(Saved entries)

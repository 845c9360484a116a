//! Per-session runtime: the tangent-side half of the skill invocation contract.

use std::collections::HashMap;
use std::sync::Arc;
use std::time::Duration;

use base64::Engine as _;
use parking_lot::RwLock;
use serde_json::{json, Value};
use uuid::Uuid;

use tansive_callgraph::CallGraph;
use tansive_core::{ActionToken, ResourcePath, RuntimeError};
use tansive_eventbus::EventBus;
use tansive_hashlog::HashlogWriter;
use tansive_policy::{PolicyEngine, ViewDef};
use tansive_runners::{RunnerOutcome, RunnerRegistry, RunnerRequest};

use crate::js_transform::JsTransform;
use crate::skillset_source::{CachedSkillsetSource, SkillsetSource};

/// Grace window the runtime allows writers to drain after a cancellation before collapsing.
pub const SHUTDOWN_GRACE: Duration = Duration::from_millis(100);

/// Timeout the runtime waits for log-writer finalization before proceeding with an empty log.
pub const FINALIZATION_TIMEOUT: Duration = Duration::from_secs(10);

/// The per-invocation topic an event is published to: `session.<id>.<eventType>`.
fn topic(session_id: Uuid, event_type: &str) -> String {
    format!("session.{session_id}.{event_type}")
}

/// Tangent-side runtime for a single session: caches the skillset, enforces policy per
/// invocation, runs the optional JS transform, dispatches to runners, tracks the call graph, and
/// audits every step through a hash-chained log.
pub struct SessionRuntime<S> {
    session_id: Uuid,
    skillset_path: String,
    root_view: ViewDef,
    service_endpoint: String,
    run_mode: String,
    session_variables: Value,
    call_graph: CallGraph,
    invocation_views: RwLock<HashMap<Uuid, ViewDef>>,
    event_bus: Arc<EventBus>,
    audit: Arc<HashlogWriter>,
    policy: PolicyEngine,
    skillsets: CachedSkillsetSource<S>,
    runners: RunnerRegistry,
    js: Arc<dyn JsTransform>,
}

impl<S: SkillsetSource> SessionRuntime<S> {
    #[allow(clippy::too_many_arguments)]
    pub fn new(
        session_id: Uuid,
        skillset_path: String,
        root_view: ViewDef,
        service_endpoint: String,
        run_mode: String,
        session_variables: Value,
        max_call_depth: usize,
        event_bus: Arc<EventBus>,
        audit: Arc<HashlogWriter>,
        skillsets: S,
        runners: RunnerRegistry,
        js: Arc<dyn JsTransform>,
    ) -> Self {
        Self {
            session_id,
            skillset_path,
            root_view,
            service_endpoint,
            run_mode,
            session_variables,
            call_graph: CallGraph::new(max_call_depth),
            invocation_views: RwLock::new(HashMap::new()),
            event_bus,
            audit,
            policy: PolicyEngine::new(),
            skillsets: CachedSkillsetSource::new(skillsets),
            runners,
            js,
        }
    }

    async fn publish(&self, event_type: &str, data: Value) {
        self.event_bus.publish(&topic(self.session_id, event_type), data, Duration::from_millis(500)).await;
    }

    fn audit(&self, payload: Value) {
        if let Err(err) = self.audit.add_entry(payload) {
            tracing::error!(?err, session_id = %self.session_id, "failed to append audit entry");
        }
    }

    /// Run a skill invocation. `invoker_id` is `None` for the session's root call, or `Some` of
    /// a previously-registered `invocationID` for a sub-tool call arriving from a running skill
    /// process. Returns the runner's outcome and the freshly minted `invocationID`.
    pub async fn run(&self, invoker_id: Option<Uuid>, skill_name: &str, input_args: Value) -> Result<(Uuid, RunnerOutcome), RuntimeError> {
        // Step 1: resolve the authorizing view for this call.
        let view = match invoker_id {
            None => self.root_view.clone(),
            Some(id) => self
                .invocation_views
                .read()
                .get(&id)
                .cloned()
                .ok_or(RuntimeError::InvalidInvocationId { id: id.to_string() })?,
        };

        // Step 2: resolve skillset and skill.
        let skillset = self.skillsets.get(&self.skillset_path).await?;
        let skill = skillset
            .find_skill(skill_name)
            .ok_or_else(|| RuntimeError::SkillNotFound { name: skill_name.to_string(), skillset: self.skillset_path.clone() })?
            .clone();

        // Step 3: policy check.
        let resource = ResourcePath::parse(&format!("res://skillsets/{}", self.skillset_path))
            .map_err(|e| RuntimeError::RunnerError { summary: e.to_string() })?;
        let actions: Vec<ActionToken> = skill.exported_actions.iter().map(|a| a.as_str().into()).collect();
        let decision = self.policy.evaluate(&view, &resource, &actions);
        self.audit(json!({
            "event": "policy_decision",
            "skill": skill_name,
            "allowed": decision.allowed,
            "actions": actions.iter().map(ActionToken::as_str).collect::<Vec<_>>(),
        }));
        self.publish("audit", json!({"event": "policy_decision", "skill": skill_name, "allowed": decision.allowed})).await;
        if !decision.allowed {
            return Err(RuntimeError::BlockedByPolicy { reason: format!("skill '{skill_name}' was denied by the current view") });
        }

        // Step 4: optional JS transform.
        let mut input_args = input_args;
        if let Some(source) = &skill.transform {
            match self.js.transform(source, &self.session_variables, &input_args).await {
                Ok(transformed) => {
                    self.audit(json!({"event": "transform", "skill": skill_name, "ok": true}));
                    input_args = transformed;
                }
                Err(err) => {
                    self.audit(json!({"event": "transform", "skill": skill_name, "ok": false, "error": err.to_string()}));
                    return Err(err);
                }
            }
        }

        // Step 5: input validation against the skill's declared JSON schema.
        let validator = jsonschema::validator_for(&skill.input_schema)
            .map_err(|e| RuntimeError::ValidationError { reason: e.to_string() })?;
        if !validator.is_valid(&input_args) {
            return Err(RuntimeError::ValidationError { reason: format!("input does not satisfy '{skill_name}' input schema") });
        }

        // Step 6: runner selection.
        let source = skillset
            .find_source(&skill.source_ref)
            .ok_or_else(|| RuntimeError::InvalidRunner { runner_id: skill.source_ref.clone() })?;

        // Step 7: call graph registration.
        let invocation_id = Uuid::new_v4();
        self.call_graph.register_call(invoker_id, skill_name, invocation_id)?;
        self.invocation_views.write().insert(invocation_id, view);

        // Step 8/9: execute with a grace window on cancellation.
        let request = RunnerRequest {
            invocation_id,
            service_endpoint: self.service_endpoint.clone(),
            run_mode: self.run_mode.clone(),
            session_id: self.session_id,
            skill_name: skill_name.to_string(),
            input_args,
            session_variables: self.session_variables.clone(),
            config: source.config.clone(),
        };
        let outcome = self.runners.invoke(&skill.source_ref, request).await;

        // Step 10: audit completion.
        match &outcome {
            Ok(o) => self.audit(json!({"event": "invocation_complete", "invocationID": invocation_id, "exitCode": o.exit_code})),
            Err(e) => self.audit(json!({"event": "invocation_failed", "invocationID": invocation_id, "error": e.to_string()})),
        }
        self.publish("invocation", json!({"invocationID": invocation_id, "skill": skill_name})).await;

        outcome.map(|o| (invocation_id, o))
    }

    /// Finalize the session: flush and close the audit writer, returning the snappy-compressed,
    /// base64-encoded log and the Ed25519 verification key the server should persist.
    pub fn finalize(&self) -> Result<(String, [u8; 32]), RuntimeError> {
        self.audit.flush().map_err(|e| RuntimeError::RunnerError { summary: e.to_string() })?;
        self.audit.close().map_err(|e| RuntimeError::RunnerError { summary: e.to_string() })?;

        let raw = std::fs::read(self.audit.path()).map_err(|e| RuntimeError::RunnerError { summary: e.to_string() })?;
        let compressed = snap::raw::Encoder::new()
            .compress_vec(&raw)
            .map_err(|e| RuntimeError::RunnerError { summary: e.to_string() })?;
        let encoded = base64::engine::general_purpose::STANDARD.encode(compressed);

        self.event_bus.close_all_for_pattern(&format!("session.{}.*", self.session_id));

        Ok((encoded, self.audit.verification_public_key()))
    }
}

#[cfg(test)]
mod tests {
    use super::*;
    use crate::js_transform::JsTransform;
    use async_trait::async_trait;
    use tansive_catalog::{SkillDef, SkillSource, Skillset};
    use tansive_core::{CatalogId, EntityIdType, Scope};

    struct FixtureSource(Skillset);

    #[async_trait]
    impl SkillsetSource for FixtureSource {
        async fn fetch_skillset(&self, _path: &str) -> Result<Skillset, RuntimeError> {
            Ok(self.0.clone())
        }
    }

    struct NoopTransform;

    #[async_trait]
    impl JsTransform for NoopTransform {
        async fn transform(&self, _source: &str, _session_variables: &Value, input_args: &Value) -> Result<Value, RuntimeError> {
            Ok(input_args.clone())
        }
    }

    fn skillset() -> Skillset {
        Skillset {
            path: "demo/agent".to_string(),
            sources: vec![SkillSource { runner_id: "system.stdiorunner".to_string(), config: json!({"command": "cat"}) }],
            skills: vec![SkillDef {
                name: "list-pods".to_string(),
                description: String::new(),
                source_ref: "system.stdiorunner".to_string(),
                input_schema: json!({"type": "object"}),
                output_schema: json!({"type": "object"}),
                transform: None,
                exported_actions: vec!["kubernetes.pods.list".to_string()],
            }],
            context: vec![],
            dependencies: vec![],
        }
    }

    fn allow_all_view() -> ViewDef {
        use tansive_policy::{Intent, Rule};
        ViewDef::new(
            "admin",
            Scope::catalog_only(CatalogId::nil(), "c"),
            vec![Rule::new(
                Intent::Allow,
                vec!["kubernetes.pods.list".into()],
                vec![ResourcePath::parse("res://skillsets/demo/agent").unwrap()],
            )],
        )
    }

    fn empty_view() -> ViewDef {
        ViewDef::new("powerless", Scope::catalog_only(CatalogId::nil(), "c"), vec![])
    }

    fn runtime(dir: &tempfile::TempDir, view: ViewDef) -> SessionRuntime<FixtureSource> {
        let key = {
            use rand::RngCore;
            let mut k = [0u8; 32];
            rand::thread_rng().fill_bytes(&mut k);
            k
        };
        let audit = Arc::new(HashlogWriter::create(dir.path().join("log.jsonl"), &key, 1).unwrap());
        SessionRuntime::new(
            Uuid::new_v4(),
            "demo/agent".to_string(),
            view,
            "unix:///tmp/tangent.sock".to_string(),
            "session".to_string(),
            json!({}),
            32,
            Arc::new(EventBus::new()),
            audit,
            FixtureSource(skillset()),
            RunnerRegistry::default(),
            Arc::new(NoopTransform),
        )
    }

    #[tokio::test]
    async fn allowed_skill_runs_and_registers_invocation() {
        let dir = tempfile::tempdir().unwrap();
        let runtime = runtime(&dir, allow_all_view());
        let (invocation_id, outcome) = runtime.run(None, "list-pods", json!({})).await.unwrap();
        assert_eq!(outcome.exit_code, 0);
        assert!(runtime.invocation_views.read().contains_key(&invocation_id));
    }

    #[tokio::test]
    async fn denied_skill_is_blocked_by_policy() {
        let dir = tempfile::tempdir().unwrap();
        let runtime = runtime(&dir, empty_view());
        let err = runtime.run(None, "list-pods", json!({})).await.unwrap_err();
        assert!(matches!(err, RuntimeError::BlockedByPolicy { .. }));
    }

    #[tokio::test]
    async fn unknown_invoker_id_is_rejected() {
        let dir = tempfile::tempdir().unwrap();
        let runtime = runtime(&dir, allow_all_view());
        let err = runtime.run(Some(Uuid::new_v4()), "list-pods", json!({})).await.unwrap_err();
        assert!(matches!(err, RuntimeError::InvalidInvocationId { .. }));
    }

    #[tokio::test]
    async fn unknown_skill_fails_with_skill_not_found() {
        let dir = tempfile::tempdir().unwrap();
        let runtime = runtime(&dir, allow_all_view());
        let err = runtime.run(None, "missing", json!({})).await.unwrap_err();
        assert!(matches!(err, RuntimeError::SkillNotFound { .. }));
    }

    #[tokio::test]
    async fn finalize_produces_a_compressed_log_and_verification_key() {
        let dir = tempfile::tempdir().unwrap();
        let runtime = runtime(&dir, allow_all_view());
        runtime.run(None, "list-pods", json!({})).await.unwrap();
        let (encoded, key) = runtime.finalize().unwrap();
        assert!(!encoded.is_empty());
        assert_eq!(key.len(), 32);
    }
}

## Exercise description
Copy out each line of the records that holds the string "Scope".

## Written solution
    use tansive_core::{CatalogId, EntityIdType, Scope};
            Scope::catalog_only(CatalogId::nil(), "c"),
        ViewDef::new("powerless", Scope::catalog_only(CatalogId::nil(), "c"), vec![])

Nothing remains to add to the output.